WHAT IS EXPECTED:
Among the entries below, find each line holding "OsString" and return it.

PROVIDED ENTRIES:
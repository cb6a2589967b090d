//! Child process supervision: spawn, capture, time out, cancel.
//!
//! Each child leads its own process group, so a kill reaches everything it
//! started (background jobs, the program `go run` builds) and not just the
//! direct child.

use std::ffi::OsString;
use std::io;
use std::path::Path;
use std::process::{ExitStatus, Stdio};
use std::sync::{Arc, Mutex};
use std::time::Duration;

use log::{debug, warn};
use tokio::io::{AsyncRead, AsyncReadExt};
use tokio::process::{Child, Command};
use tokio::task::JoinHandle;
use tokio_util::sync::CancellationToken;

/// Upper bound on captured bytes per stream.
const MAX_OUTPUT_BYTES: usize = 1024 * 1024;

/// How long to wait for pipes to drain after the child exits or is killed.
const IO_CAPTURE_TIMEOUT: Duration = Duration::from_secs(2);

/// What happened to a supervised child process.
#[derive(Debug)]
pub enum ProcessOutcome {
    Exited {
        status: ExitStatus,
        stdout: String,
        stderr: String,
    },
    TimedOut {
        stdout: String,
        stderr: String,
    },
    Cancelled,
    /// The executable could not be located
    NotFound,
    SpawnFailed(io::Error),
}

/// Run `program args..` with piped output, killing its process group after
/// `timeout` or on cancellation.
pub async fn run_captured(
    program: &Path,
    args: &[OsString],
    timeout: Duration,
    cancel: &CancellationToken,
) -> ProcessOutcome {
    debug!("Spawning {} {:?} (timeout {}ms)", program.display(), args, timeout.as_millis());

    let mut cmd = Command::new(program);
    cmd.args(args)
        .stdin(Stdio::null())
        .stdout(Stdio::piped())
        .stderr(Stdio::piped())
        .kill_on_drop(true);
    #[cfg(unix)]
    cmd.process_group(0);

    let mut child = match cmd.spawn() {
        Ok(child) => child,
        Err(e) if e.kind() == io::ErrorKind::NotFound => return ProcessOutcome::NotFound,
        Err(e) => return ProcessOutcome::SpawnFailed(e),
    };
    // Still valid after the leader is reaped while any group member lives
    let group = child.id();

    let stdout = child.stdout.take().map(Capture::spawn);
    let stderr = child.stderr.take().map(Capture::spawn);

    enum Waited {
        Exited(ExitStatus),
        TimedOut,
        Cancelled,
    }

    let waited = tokio::select! {
        result = child.wait() => match result {
            Ok(status) => Waited::Exited(status),
            Err(e) => {
                kill_group(group);
                return ProcessOutcome::SpawnFailed(e);
            }
        },
        () = tokio::time::sleep(timeout) => {
            warn!("{} exceeded {}ms; killing", program.display(), timeout.as_millis());
            terminate(&mut child, group).await;
            Waited::TimedOut
        }
        () = cancel.cancelled() => {
            debug!("Cancellation requested; killing {}", program.display());
            terminate(&mut child, group).await;
            Waited::Cancelled
        }
    };

    // Leftover background jobs of a child that exited on its own
    kill_group(group);

    if let Waited::Cancelled = waited {
        return ProcessOutcome::Cancelled;
    }

    let stdout = collect(stdout).await;
    let stderr = collect(stderr).await;

    match waited {
        Waited::Exited(status) => ProcessOutcome::Exited { status, stdout, stderr },
        _ => ProcessOutcome::TimedOut { stdout, stderr },
    }
}

async fn terminate(child: &mut Child, group: Option<u32>) {
    kill_group(group);
    if let Err(e) = child.kill().await {
        warn!("Failed to kill process: {}", e);
    }
}

#[cfg(unix)]
fn kill_group(group: Option<u32>) {
    use nix::errno::Errno;
    use nix::sys::signal::{Signal, killpg};
    use nix::unistd::Pid;

    let Some(pgid) = group.and_then(|id| i32::try_from(id).ok()) else {
        return;
    };
    match killpg(Pid::from_raw(pgid), Signal::SIGKILL) {
        Ok(()) => debug!("Killed process group {}", pgid),
        // Nothing left in the group
        Err(Errno::ESRCH) => {}
        Err(e) => debug!("killpg({}) failed: {}", pgid, e),
    }
}

#[cfg(not(unix))]
fn kill_group(_group: Option<u32>) {}

/// One output stream read in the background into a shared buffer, so the
/// bytes already read survive a reader that never sees EOF.
struct Capture {
    buf: Arc<Mutex<Vec<u8>>>,
    task: JoinHandle<()>,
}

impl Capture {
    fn spawn<R>(reader: R) -> Self
    where
        R: AsyncRead + Unpin + Send + 'static,
    {
        let buf = Arc::new(Mutex::new(Vec::new()));
        let sink = buf.clone();
        let task = tokio::spawn(async move {
            let mut reader = reader;
            let mut chunk = [0u8; 8192];
            loop {
                match reader.read(&mut chunk).await {
                    Ok(0) => break,
                    Ok(n) => {
                        let Ok(mut buf) = sink.lock() else {
                            break;
                        };
                        // Keep draining past the cap so the child never blocks on a full pipe
                        let room = MAX_OUTPUT_BYTES.saturating_sub(buf.len());
                        buf.extend_from_slice(&chunk[..n.min(room)]);
                    }
                    Err(e) => {
                        warn!("Output capture failed: {}", e);
                        break;
                    }
                }
            }
        });
        Self { buf, task }
    }

    fn contents(&self) -> String {
        self.buf
            .lock()
            .map(|buf| String::from_utf8_lossy(&buf).into_owned())
            .unwrap_or_default()
    }
}

async fn collect(capture: Option<Capture>) -> String {
    let Some(mut capture) = capture else {
        return String::new();
    };

    match tokio::time::timeout(IO_CAPTURE_TIMEOUT, &mut capture.task).await {
        Ok(Ok(())) => {}
        Ok(Err(e)) => warn!("Output capture task failed: {}", e),
        Err(_) => {
            warn!("Output capture timed out; keeping what was read");
            capture.task.abort();
        }
    }
    capture.contents()
}

#[cfg(all(test, unix))]
mod tests {
    use super::*;
    use std::path::PathBuf;
    use std::time::Instant;
    use tempfile::TempDir;
    use tokio::io::AsyncWriteExt;

    fn sh(script: &str) -> (PathBuf, Vec<OsString>) {
        (PathBuf::from("sh"), vec!["-c".into(), script.into()])
    }

    /// Gone, or a zombie waiting for its new parent to reap it.
    #[cfg(target_os = "linux")]
    fn is_dead(pid: &str) -> bool {
        match std::fs::read_to_string(format!("/proc/{}/stat", pid)) {
            Err(_) => true,
            Ok(stat) => stat
                .rsplit_once(')')
                .map(|(_, rest)| rest.trim_start().starts_with('Z'))
                .unwrap_or(false),
        }
    }

    #[tokio::test]
    async fn test_exit_with_output() {
        let (program, args) = sh("echo out; echo err >&2; exit 3");
        let outcome = run_captured(&program, &args, Duration::from_secs(5), &CancellationToken::new()).await;
        match outcome {
            ProcessOutcome::Exited { status, stdout, stderr } => {
                assert_eq!(status.code(), Some(3));
                assert_eq!(stdout.trim(), "out");
                assert_eq!(stderr.trim(), "err");
            }
            other => panic!("unexpected outcome: {:?}", other),
        }
    }

    #[tokio::test]
    async fn test_timeout_kills() {
        let (program, args) = sh("exec sleep 10");
        let started = Instant::now();
        let outcome = run_captured(&program, &args, Duration::from_millis(200), &CancellationToken::new()).await;
        assert!(matches!(outcome, ProcessOutcome::TimedOut { .. }));
        assert!(started.elapsed() < Duration::from_secs(5));
    }

    #[tokio::test]
    async fn test_timeout_kills_background_jobs() {
        let temp = TempDir::new().unwrap();
        let pid_file = temp.path().join("pid");
        let (program, args) = sh(&format!("sleep 300 & echo $! > {}; wait", pid_file.display()));

        let started = Instant::now();
        let outcome = run_captured(&program, &args, Duration::from_millis(300), &CancellationToken::new()).await;

        assert!(matches!(outcome, ProcessOutcome::TimedOut { .. }));
        // A surviving `sleep` would hold the pipes open until the drain deadline
        assert!(started.elapsed() < IO_CAPTURE_TIMEOUT);

        #[cfg(target_os = "linux")]
        {
            let pid = std::fs::read_to_string(&pid_file).unwrap();
            let deadline = Instant::now() + Duration::from_secs(2);
            while !is_dead(pid.trim()) && Instant::now() < deadline {
                tokio::time::sleep(Duration::from_millis(20)).await;
            }
            assert!(is_dead(pid.trim()), "background job {} outlived the timeout", pid.trim());
        }
    }

    #[tokio::test]
    async fn test_exit_keeps_stderr_despite_background_job() {
        let (program, args) = sh("echo 'line 3: real error' >&2; sleep 5 & exit 1");
        let started = Instant::now();
        let outcome = run_captured(&program, &args, Duration::from_secs(10), &CancellationToken::new()).await;

        match outcome {
            ProcessOutcome::Exited { status, stderr, .. } => {
                assert_eq!(status.code(), Some(1));
                assert_eq!(stderr.trim(), "line 3: real error");
            }
            other => panic!("unexpected outcome: {:?}", other),
        }
        assert!(started.elapsed() < IO_CAPTURE_TIMEOUT);
    }

    #[tokio::test]
    async fn test_collect_keeps_partial_output_at_deadline() {
        let (mut writer, reader) = tokio::io::duplex(64);
        writer.write_all(b"partial diagnostic").await.unwrap();

        // Writer stays open: the reader never sees EOF
        let captured = collect(Some(Capture::spawn(reader))).await;

        assert_eq!(captured, "partial diagnostic");
        drop(writer);
    }

    #[tokio::test]
    async fn test_not_found() {
        let outcome = run_captured(
            Path::new("bugrescue-no-such-program-xyz"),
            &[],
            Duration::from_secs(1),
            &CancellationToken::new(),
        )
        .await;
        assert!(matches!(outcome, ProcessOutcome::NotFound));
    }

    #[tokio::test]
    async fn test_cancellation() {
        let cancel = CancellationToken::new();
        let trigger = cancel.clone();
        tokio::spawn(async move {
            tokio::time::sleep(Duration::from_millis(100)).await;
            trigger.cancel();
        });

        let (program, args) = sh("exec sleep 10");
        let outcome = run_captured(&program, &args, Duration::from_secs(30), &cancel).await;
        assert!(matches!(outcome, ProcessOutcome::Cancelled));
    }
}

ANSWER SECTION:
use std::ffi::OsString;
    args: &[OsString],
    fn sh(script: &str) -> (PathBuf, Vec<OsString>) {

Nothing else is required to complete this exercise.